I couldn’t afford to take Jake to swimming lessons as a baby but I always managed to take him to a pool once a week to ensure that he had some water sense. However, as he grew up it became more obvious that there was a slight fear and that his reliance on water aids were too great. I knew I didn’t want this for my next child and thanks to my blog, I was given the opportunity to give him swimming lessons with Turtle Tots as brand ambassadors. He absolutely loved it, as did I, and we continued to swim with them after our ambassadorship came to an end. To watch him confidently go in the water, to learn to blow bubbles, chase toys and swim underwater were all amazing milestones and I just wish I’d done it all the first time around with Jake.
Ignoring The Tantrums
When you have seen it all once, you soon learn that reacting to tantrums often prolongs them, can cause further problems and can feed into the behaviour.

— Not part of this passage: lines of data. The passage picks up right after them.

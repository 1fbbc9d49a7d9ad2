use async_trait::async_trait;
use sea_orm::{
    ActiveModelTrait, ColumnTrait, DatabaseConnection, DbErr, EntityTrait, QueryFilter, QueryOrder,
    SqlErr,
};

use crate::{
    entity,
    error::{ProfileError, ProfileResult},
    models::{NewUser, User},
    repository::ProfileRepository,
};

/// PostgreSQL-backed ProfileRepository
#[derive(Clone)]
pub struct PgProfileRepository {
    db: DatabaseConnection,
}

impl PgProfileRepository {
    pub fn new(db: DatabaseConnection) -> Self {
        Self { db }
    }
}

fn map_db_err(e: DbErr) -> ProfileError {
    match e.sql_err() {
        Some(SqlErr::UniqueConstraintViolation(msg)) => ProfileError::ConstraintViolation(msg),
        _ => ProfileError::Internal(format!("Database error: {}", e)),
    }
}

#[async_trait]
impl ProfileRepository for PgProfileRepository {
    async fn find_all(&self) -> ProfileResult<Vec<User>> {
        let models = entity::Entity::find()
            .order_by_asc(entity::Column::Id)
            .all(&self.db)
            .await
            .map_err(map_db_err)?;

        Ok(models.into_iter().map(Into::into).collect())
    }

    async fn find_by_id(&self, id: i32) -> ProfileResult<Option<User>> {
        let model = entity::Entity::find_by_id(id)
            .one(&self.db)
            .await
            .map_err(map_db_err)?;

        Ok(model.map(Into::into))
    }

    async fn find_by_email(&self, email: &str) -> ProfileResult<Option<User>> {
        let model = entity::Entity::find()
            .filter(entity::Column::Email.eq(email))
            .one(&self.db)
            .await
            .map_err(map_db_err)?;

        Ok(model.map(Into::into))
    }

    async fn insert(&self, user: NewUser) -> ProfileResult<User> {
        let active_model: entity::ActiveModel = user.into();
        let model = active_model.insert(&self.db).await.map_err(map_db_err)?;

        tracing::debug!(user_id = model.id, "Inserted user row");
        Ok(model.into())
    }

    async fn update(&self, id: i32, user: NewUser) -> ProfileResult<User> {
        let exists = entity::Entity::find_by_id(id)
            .one(&self.db)
            .await
            .map_err(map_db_err)?
            .is_some();
        if !exists {
            return Err(ProfileError::NotFound(id));
        }

        let model = entity::ActiveModel::replacing(id, user)
            .update(&self.db)
            .await
            .map_err(map_db_err)?;

        tracing::debug!(user_id = id, "Updated user row");
        Ok(model.into())
    }

    async fn ping(&self) -> ProfileResult<()> {
        database::postgres::check_health(&self.db)
            .await
            .map_err(|e| ProfileError::Internal(e.to_string()))
    }
}
//! Field rules shared by the JSON API and the HTML forms.
//!
//! [`validate_profile`] checks every field and reports at most one error per
//! field, in `fullname`, `email`, `age` order. It has no side effects.

use serde_json::Value;
use std::fmt;
use std::num::IntErrorKind;
use validator::ValidateEmail;

use crate::models::{NewUser, ProfileInput};

pub const AGE_MIN: i32 = 10;
pub const AGE_MAX: i32 = 120;

#[derive(Debug, Clone, Copy, PartialEq, Eq, Hash)]
pub enum Field {
    Fullname,
    Email,
    Age,
}

impl Field {
    pub fn as_str(&self) -> &'static str {
        match self {
            Field::Fullname => "fullname",
            Field::Email => "email",
            Field::Age => "age",
        }
    }
}

impl fmt::Display for Field {
    fn fmt(&self, f: &mut fmt::Formatter<'_>) -> fmt::Result {
        f.write_str(self.as_str())
    }
}

#[derive(Debug, Clone, Copy, PartialEq, Eq)]
pub enum FieldErrorKind {
    RequiredFieldMissing,
    InvalidEmailFormat,
    /// Age was neither an integer nor a string holding one
    InvalidType,
    OutOfRange,
}

#[derive(Debug, Clone, PartialEq, Eq)]
pub struct FieldError {
    pub field: Field,
    pub kind: FieldErrorKind,
    /// Detail explaining why the value was rejected
    pub detail: Option<String>,
}

impl FieldError {
    fn new(field: Field, kind: FieldErrorKind) -> Self {
        Self {
            field,
            kind,
            detail: None,
        }
    }

    fn with_detail(mut self, detail: impl Into<String>) -> Self {
        self.detail = Some(detail.into());
        self
    }

    /// Inline message shown next to the form field.
    pub fn form_message(&self) -> String {
        match self.kind {
            FieldErrorKind::RequiredFieldMissing => "This field is required.".to_string(),
            FieldErrorKind::InvalidEmailFormat => "Invalid email address.".to_string(),
            FieldErrorKind::InvalidType => "Not a valid integer value.".to_string(),
            FieldErrorKind::OutOfRange => {
                format!("Number must be between {} and {}.", AGE_MIN, AGE_MAX)
            }
        }
    }

    /// Short `error` string used by the JSON API.
    pub fn api_error(&self) -> &'static str {
        match (self.field, self.kind) {
            (Field::Fullname, _) => "fullname required",
            (Field::Email, FieldErrorKind::RequiredFieldMissing) => "email required",
            (Field::Email, _) => "invalid email",
            (Field::Age, FieldErrorKind::OutOfRange) => "age out of range",
            (Field::Age, _) => "age must be an integer",
        }
    }
}

impl fmt::Display for FieldError {
    fn fmt(&self, f: &mut fmt::Formatter<'_>) -> fmt::Result {
        match &self.detail {
            Some(detail) => write!(f, "{}: {}", self.api_error(), detail),
            None => f.write_str(self.api_error()),
        }
    }
}

/// Non-empty, ordered collection of field errors
#[derive(Debug, Clone, Default, PartialEq, Eq)]
pub struct ValidationErrors {
    errors: Vec<FieldError>,
}

impl ValidationErrors {
    fn push(&mut self, error: FieldError) {
        self.errors.push(error);
    }

    /// First failing field, in field order.
    pub fn first(&self) -> Option<&FieldError> {
        self.errors.first()
    }

    pub fn get(&self, field: Field) -> Option<&FieldError> {
        self.errors.iter().find(|e| e.field == field)
    }

    pub fn iter(&self) -> std::slice::Iter<'_, FieldError> {
        self.errors.iter()
    }

    pub fn len(&self) -> usize {
        self.errors.len()
    }

    pub fn is_empty(&self) -> bool {
        self.errors.is_empty()
    }
}

impl<'a> IntoIterator for &'a ValidationErrors {
    type Item = &'a FieldError;
    type IntoIter = std::slice::Iter<'a, FieldError>;

    fn into_iter(self) -> Self::IntoIter {
        self.errors.iter()
    }
}

impl fmt::Display for ValidationErrors {
    fn fmt(&self, f: &mut fmt::Formatter<'_>) -> fmt::Result {
        let parts: Vec<String> = self.errors.iter().map(ToString::to_string).collect();
        f.write_str(&parts.join(", "))
    }
}

impl std::error::Error for ValidationErrors {}

/// Validate and normalize raw profile input.
pub fn validate_profile(input: &ProfileInput) -> Result<NewUser, ValidationErrors> {
    let mut errors = ValidationErrors::default();

    let fullname = validate_fullname(input.fullname.as_deref()).map_err(|e| errors.push(e));
    let email = validate_email(input.email.as_deref()).map_err(|e| errors.push(e));
    let age = validate_age(input.age.as_ref()).map_err(|e| errors.push(e));

    match (fullname, email, age) {
        (Ok(fullname), Ok(email), Ok(age)) => Ok(NewUser {
            fullname,
            email,
            age,
            bio: input.bio.clone(),
        }),
        _ => Err(errors),
    }
}

fn non_blank(value: Option<&str>) -> Option<&str> {
    value.map(str::trim).filter(|v| !v.is_empty())
}

/// Returns the name as submitted; trimming only decides whether it is present.
fn validate_fullname(value: Option<&str>) -> Result<String, FieldError> {
    match (value, non_blank(value)) {
        (Some(fullname), Some(_)) => Ok(fullname.to_string()),
        _ => Err(FieldError::new(Field::Fullname, FieldErrorKind::RequiredFieldMissing)),
    }
}

/// Returns the lowercased address.
fn validate_email(value: Option<&str>) -> Result<String, FieldError> {
    let email = non_blank(value)
        .ok_or_else(|| FieldError::new(Field::Email, FieldErrorKind::RequiredFieldMissing))?;
    let invalid = |detail: &str| {
        FieldError::new(Field::Email, FieldErrorKind::InvalidEmailFormat).with_detail(detail)
    };

    let Some((local, domain)) = email.split_once('@') else {
        return Err(invalid(
            "The email address is not valid. It must have exactly one @-sign.",
        ));
    };
    if domain.contains('@') {
        return Err(invalid(
            "The email address is not valid. It must have exactly one @-sign.",
        ));
    }
    if local.is_empty() {
        return Err(invalid("There must be something before the @-sign."));
    }
    if domain.is_empty() {
        return Err(invalid("There must be something after the @-sign."));
    }
    // Single-label domains such as `localhost` are not deliverable addresses
    let labels_ok = domain.contains('.') && domain.split('.').all(|label| !label.is_empty());
    if !labels_ok {
        return Err(invalid(
            "The part after the @-sign is not valid. It should have a period.",
        ));
    }
    let email = email.to_lowercase();
    if !email.validate_email() {
        return Err(invalid("The email address is not valid."));
    }

    Ok(email)
}

fn validate_age(value: Option<&Value>) -> Result<Option<i32>, FieldError> {
    let invalid_type = || FieldError::new(Field::Age, FieldErrorKind::InvalidType);
    let out_of_range = || FieldError::new(Field::Age, FieldErrorKind::OutOfRange);

    let age = match value {
        None | Some(Value::Null) => return Ok(None),
        Some(Value::String(s)) => match s.trim().parse::<i64>() {
            Ok(age) => age,
            Err(e) => match e.kind() {
                IntErrorKind::PosOverflow | IntErrorKind::NegOverflow => {
                    return Err(out_of_range());
                }
                _ => return Err(invalid_type()),
            },
        },
        Some(Value::Number(n)) => match (n.as_i64(), n.as_u64(), n.as_f64()) {
            (Some(age), _, _) => age,
            // Above i64::MAX
            (None, Some(_), _) => return Err(out_of_range()),
            // `as` saturates, so huge integral floats still fail the range check
            (None, None, Some(f)) if f.is_finite() && f.fract() == 0.0 => f as i64,
            _ => return Err(invalid_type()),
        },
        Some(_) => return Err(invalid_type()),
    };

    if !(i64::from(AGE_MIN)..=i64::from(AGE_MAX)).contains(&age) {
        return Err(out_of_range());
    }

    // In range, so it fits
    Ok(Some(age as i32))
}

It can also drain you as a parent which is precisely why I have learnt to just chill more. I can happily walk away and allow my child to get it out of their system, I know when to hug it out and I can predict exactly how long a certain tantrum is going to last because I have seen. It. All! Save yourself and your child the extra stress and just go with the tantrum flow.
Encouraging The Dirt
I was far too concerned about how Jake looked, about him keeping his lovely clothes clean etc. but now I embrace the dirt! I take changes of clothes everywhere with me because I am far more relaxed about William getting mucky and if he’s getting dirt on him it just means he is having fun and he is being a typical toddler. Messy play is no longer cringed at and I’m sure it has helped him to develop and learn more quickly and it has certainly stopped me from being so worried and stressed. I’m not going to let a bit of extra washing get in the way of his fun.
There are probably a lot more areas that I have become far more relaxed with and little things I do differently now that I have a second child but these ones really stood out because I remember them so clearly from the first time around and it is very clear to me that I am an evolved parent and the changes are all good.
Have you made any changes with your second child compared to your first?